RECORDS FOR THE EXERCISE ::
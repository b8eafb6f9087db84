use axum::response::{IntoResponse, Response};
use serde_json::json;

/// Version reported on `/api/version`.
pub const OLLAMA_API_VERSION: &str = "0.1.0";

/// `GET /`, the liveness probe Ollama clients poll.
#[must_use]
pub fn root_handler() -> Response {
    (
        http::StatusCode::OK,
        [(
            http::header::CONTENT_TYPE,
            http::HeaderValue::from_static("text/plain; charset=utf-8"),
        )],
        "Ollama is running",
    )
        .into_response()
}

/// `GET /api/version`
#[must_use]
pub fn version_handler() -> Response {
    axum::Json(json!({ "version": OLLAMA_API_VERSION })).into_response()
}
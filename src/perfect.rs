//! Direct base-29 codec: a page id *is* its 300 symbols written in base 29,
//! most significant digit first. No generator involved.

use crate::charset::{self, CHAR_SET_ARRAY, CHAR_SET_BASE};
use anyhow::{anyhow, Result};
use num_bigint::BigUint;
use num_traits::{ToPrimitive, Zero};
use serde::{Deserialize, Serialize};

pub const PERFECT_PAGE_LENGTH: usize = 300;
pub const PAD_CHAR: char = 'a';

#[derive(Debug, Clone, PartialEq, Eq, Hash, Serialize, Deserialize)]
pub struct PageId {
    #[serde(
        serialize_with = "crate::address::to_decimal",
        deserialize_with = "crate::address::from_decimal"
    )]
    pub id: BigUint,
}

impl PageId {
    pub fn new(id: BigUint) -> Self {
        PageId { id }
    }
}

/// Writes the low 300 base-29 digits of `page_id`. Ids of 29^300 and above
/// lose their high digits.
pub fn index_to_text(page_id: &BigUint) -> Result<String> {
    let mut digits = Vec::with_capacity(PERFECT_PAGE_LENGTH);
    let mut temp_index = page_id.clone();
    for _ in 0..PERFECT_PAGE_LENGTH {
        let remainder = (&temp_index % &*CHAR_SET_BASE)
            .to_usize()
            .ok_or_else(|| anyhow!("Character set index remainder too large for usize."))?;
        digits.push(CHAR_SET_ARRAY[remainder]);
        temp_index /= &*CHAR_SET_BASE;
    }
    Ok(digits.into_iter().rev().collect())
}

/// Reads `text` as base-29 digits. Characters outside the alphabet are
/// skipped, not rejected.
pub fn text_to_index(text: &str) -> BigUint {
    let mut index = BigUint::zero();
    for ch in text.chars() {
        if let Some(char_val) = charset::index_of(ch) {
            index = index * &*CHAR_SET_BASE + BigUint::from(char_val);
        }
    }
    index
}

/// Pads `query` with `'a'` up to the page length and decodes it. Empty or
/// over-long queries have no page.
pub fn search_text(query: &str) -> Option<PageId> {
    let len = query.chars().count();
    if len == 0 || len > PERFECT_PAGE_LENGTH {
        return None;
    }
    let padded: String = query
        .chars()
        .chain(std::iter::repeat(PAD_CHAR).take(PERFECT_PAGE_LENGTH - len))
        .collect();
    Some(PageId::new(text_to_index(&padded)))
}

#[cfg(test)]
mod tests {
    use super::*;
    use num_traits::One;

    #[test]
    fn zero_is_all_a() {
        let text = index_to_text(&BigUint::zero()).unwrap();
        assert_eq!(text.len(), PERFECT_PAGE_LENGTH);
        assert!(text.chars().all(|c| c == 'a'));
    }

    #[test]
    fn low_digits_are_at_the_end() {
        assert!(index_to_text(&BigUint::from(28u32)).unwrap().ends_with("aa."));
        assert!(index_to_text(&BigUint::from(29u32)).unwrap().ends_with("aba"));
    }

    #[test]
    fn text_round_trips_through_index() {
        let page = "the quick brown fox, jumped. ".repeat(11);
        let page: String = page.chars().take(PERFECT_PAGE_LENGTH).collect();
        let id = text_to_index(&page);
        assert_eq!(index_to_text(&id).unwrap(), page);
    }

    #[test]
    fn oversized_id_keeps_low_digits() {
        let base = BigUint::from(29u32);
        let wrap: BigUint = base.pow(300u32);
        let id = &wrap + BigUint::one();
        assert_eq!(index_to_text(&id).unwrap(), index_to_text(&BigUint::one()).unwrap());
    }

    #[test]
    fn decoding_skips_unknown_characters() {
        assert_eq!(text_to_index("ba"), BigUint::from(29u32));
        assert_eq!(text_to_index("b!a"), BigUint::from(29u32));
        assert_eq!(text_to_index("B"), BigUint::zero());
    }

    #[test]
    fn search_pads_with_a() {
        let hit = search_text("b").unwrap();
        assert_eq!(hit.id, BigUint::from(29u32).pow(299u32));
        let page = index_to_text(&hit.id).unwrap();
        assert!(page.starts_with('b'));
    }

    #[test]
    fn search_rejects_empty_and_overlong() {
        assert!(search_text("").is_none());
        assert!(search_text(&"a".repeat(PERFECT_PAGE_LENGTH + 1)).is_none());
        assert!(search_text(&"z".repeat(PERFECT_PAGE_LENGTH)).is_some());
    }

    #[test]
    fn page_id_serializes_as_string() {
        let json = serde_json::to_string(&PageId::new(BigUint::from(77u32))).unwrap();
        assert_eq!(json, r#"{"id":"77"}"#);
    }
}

* * *

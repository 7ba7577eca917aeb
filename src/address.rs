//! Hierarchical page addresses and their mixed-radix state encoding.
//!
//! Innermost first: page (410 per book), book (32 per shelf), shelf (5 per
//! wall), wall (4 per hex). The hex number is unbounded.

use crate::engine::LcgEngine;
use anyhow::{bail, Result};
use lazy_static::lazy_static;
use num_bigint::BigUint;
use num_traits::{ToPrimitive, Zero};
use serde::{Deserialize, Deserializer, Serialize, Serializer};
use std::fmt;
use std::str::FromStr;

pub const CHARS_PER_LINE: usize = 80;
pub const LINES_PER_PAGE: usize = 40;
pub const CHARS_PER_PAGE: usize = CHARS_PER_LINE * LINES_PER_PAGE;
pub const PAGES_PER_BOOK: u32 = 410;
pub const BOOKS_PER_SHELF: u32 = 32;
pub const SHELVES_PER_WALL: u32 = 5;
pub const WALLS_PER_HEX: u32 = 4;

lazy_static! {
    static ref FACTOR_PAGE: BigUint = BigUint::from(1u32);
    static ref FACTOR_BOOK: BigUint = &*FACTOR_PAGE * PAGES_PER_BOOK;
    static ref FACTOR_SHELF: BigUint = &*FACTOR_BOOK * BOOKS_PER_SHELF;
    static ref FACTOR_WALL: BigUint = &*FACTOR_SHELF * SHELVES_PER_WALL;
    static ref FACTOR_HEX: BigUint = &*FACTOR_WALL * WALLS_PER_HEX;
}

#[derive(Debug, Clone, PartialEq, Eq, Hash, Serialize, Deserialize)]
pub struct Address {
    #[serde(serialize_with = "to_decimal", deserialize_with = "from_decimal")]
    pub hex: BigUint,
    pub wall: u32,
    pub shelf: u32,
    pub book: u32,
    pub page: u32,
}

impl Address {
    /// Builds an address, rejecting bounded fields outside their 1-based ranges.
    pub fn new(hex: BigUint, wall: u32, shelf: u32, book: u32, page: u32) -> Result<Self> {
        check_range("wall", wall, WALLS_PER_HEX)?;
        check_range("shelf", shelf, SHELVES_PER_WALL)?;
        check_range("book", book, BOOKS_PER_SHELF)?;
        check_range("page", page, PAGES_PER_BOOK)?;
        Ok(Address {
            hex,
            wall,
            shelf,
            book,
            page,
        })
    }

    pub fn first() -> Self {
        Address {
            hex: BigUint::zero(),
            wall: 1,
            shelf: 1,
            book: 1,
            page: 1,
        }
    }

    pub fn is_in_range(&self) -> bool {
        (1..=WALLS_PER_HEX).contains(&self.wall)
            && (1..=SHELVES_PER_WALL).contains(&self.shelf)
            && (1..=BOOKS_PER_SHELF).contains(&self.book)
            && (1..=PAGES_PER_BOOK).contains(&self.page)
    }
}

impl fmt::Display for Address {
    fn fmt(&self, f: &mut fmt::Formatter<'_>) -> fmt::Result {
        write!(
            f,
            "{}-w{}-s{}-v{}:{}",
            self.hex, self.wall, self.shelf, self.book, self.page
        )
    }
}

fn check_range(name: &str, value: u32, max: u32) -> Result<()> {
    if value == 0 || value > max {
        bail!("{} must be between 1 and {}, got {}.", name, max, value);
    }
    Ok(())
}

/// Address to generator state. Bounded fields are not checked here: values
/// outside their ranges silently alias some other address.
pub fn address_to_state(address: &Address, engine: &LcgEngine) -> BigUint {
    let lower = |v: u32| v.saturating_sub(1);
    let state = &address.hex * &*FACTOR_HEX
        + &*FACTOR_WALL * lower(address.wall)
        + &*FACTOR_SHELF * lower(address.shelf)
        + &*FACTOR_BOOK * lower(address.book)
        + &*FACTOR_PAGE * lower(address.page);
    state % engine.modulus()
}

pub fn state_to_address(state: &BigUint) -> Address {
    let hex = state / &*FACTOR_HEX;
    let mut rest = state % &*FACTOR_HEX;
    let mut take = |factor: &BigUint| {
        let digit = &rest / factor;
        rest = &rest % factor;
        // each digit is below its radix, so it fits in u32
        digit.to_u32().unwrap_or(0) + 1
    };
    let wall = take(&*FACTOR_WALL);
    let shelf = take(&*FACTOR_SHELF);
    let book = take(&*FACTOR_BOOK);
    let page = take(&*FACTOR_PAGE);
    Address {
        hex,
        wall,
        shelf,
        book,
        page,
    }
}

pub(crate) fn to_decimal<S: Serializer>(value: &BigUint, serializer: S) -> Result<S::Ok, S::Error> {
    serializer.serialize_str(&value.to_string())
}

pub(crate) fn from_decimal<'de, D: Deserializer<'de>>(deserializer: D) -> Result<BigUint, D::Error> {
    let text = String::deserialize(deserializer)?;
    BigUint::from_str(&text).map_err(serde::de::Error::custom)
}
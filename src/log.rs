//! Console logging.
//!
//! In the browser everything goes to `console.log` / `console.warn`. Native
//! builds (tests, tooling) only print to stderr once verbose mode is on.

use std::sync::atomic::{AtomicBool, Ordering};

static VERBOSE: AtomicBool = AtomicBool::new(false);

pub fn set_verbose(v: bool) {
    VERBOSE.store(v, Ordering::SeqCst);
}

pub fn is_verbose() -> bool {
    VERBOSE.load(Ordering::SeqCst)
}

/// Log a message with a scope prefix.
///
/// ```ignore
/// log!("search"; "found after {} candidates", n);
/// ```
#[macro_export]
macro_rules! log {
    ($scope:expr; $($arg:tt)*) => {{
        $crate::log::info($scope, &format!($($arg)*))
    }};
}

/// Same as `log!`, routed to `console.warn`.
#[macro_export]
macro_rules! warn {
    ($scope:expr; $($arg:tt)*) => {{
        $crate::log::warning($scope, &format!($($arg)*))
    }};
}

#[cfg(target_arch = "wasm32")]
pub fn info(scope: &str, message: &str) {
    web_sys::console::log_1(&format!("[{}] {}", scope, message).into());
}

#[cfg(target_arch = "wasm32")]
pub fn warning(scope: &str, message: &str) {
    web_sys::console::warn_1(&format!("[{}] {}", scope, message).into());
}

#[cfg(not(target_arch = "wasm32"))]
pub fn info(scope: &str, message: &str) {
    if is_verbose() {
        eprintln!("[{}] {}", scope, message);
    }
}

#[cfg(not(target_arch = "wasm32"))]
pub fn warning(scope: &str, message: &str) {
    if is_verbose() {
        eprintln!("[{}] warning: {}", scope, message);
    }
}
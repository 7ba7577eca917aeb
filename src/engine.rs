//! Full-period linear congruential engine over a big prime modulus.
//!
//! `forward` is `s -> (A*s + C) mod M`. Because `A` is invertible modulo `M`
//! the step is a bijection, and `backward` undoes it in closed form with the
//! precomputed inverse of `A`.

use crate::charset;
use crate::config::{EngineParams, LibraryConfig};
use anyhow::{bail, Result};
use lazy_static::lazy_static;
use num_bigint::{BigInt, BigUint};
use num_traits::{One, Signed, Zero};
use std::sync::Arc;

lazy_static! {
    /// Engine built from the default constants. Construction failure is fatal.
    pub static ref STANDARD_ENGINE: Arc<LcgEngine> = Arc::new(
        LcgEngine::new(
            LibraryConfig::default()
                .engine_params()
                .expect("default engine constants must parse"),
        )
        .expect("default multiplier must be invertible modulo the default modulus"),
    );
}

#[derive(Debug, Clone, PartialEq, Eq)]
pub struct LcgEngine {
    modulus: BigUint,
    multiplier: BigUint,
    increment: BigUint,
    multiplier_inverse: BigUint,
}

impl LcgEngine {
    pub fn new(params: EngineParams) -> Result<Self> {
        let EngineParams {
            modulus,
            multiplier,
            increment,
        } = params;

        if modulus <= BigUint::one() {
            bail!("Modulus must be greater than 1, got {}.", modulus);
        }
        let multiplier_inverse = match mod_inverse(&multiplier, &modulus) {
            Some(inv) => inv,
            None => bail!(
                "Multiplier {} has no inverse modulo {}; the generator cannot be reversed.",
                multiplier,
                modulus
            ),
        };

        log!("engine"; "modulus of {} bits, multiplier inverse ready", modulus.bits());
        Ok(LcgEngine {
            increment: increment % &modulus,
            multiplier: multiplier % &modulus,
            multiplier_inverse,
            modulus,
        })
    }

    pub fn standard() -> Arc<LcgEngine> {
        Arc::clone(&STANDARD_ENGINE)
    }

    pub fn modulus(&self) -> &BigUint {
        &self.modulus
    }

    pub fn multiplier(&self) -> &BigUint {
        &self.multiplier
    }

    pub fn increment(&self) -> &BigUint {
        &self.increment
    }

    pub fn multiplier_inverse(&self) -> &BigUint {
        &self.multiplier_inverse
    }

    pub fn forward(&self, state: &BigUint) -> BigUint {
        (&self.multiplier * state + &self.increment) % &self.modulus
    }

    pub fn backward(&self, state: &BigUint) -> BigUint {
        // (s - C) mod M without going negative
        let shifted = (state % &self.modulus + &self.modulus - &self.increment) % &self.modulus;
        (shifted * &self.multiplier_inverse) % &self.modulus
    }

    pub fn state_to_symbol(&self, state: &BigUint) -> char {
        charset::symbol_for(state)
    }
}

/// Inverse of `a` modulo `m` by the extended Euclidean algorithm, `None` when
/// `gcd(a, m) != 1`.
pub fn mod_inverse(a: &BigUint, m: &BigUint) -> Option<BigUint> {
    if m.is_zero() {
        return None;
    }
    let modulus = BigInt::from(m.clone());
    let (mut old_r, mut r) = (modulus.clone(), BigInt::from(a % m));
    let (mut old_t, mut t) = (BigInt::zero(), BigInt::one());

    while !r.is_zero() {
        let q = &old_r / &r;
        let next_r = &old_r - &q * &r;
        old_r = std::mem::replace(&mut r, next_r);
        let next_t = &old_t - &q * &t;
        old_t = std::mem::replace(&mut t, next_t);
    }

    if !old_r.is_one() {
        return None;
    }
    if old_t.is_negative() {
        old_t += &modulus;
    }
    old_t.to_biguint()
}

TASK DIRECTIONS ::
Tally the lines in the entries above that hold the string "first" and state the tally alone.

SOLUTION FOR THIS EXERCISE ::
3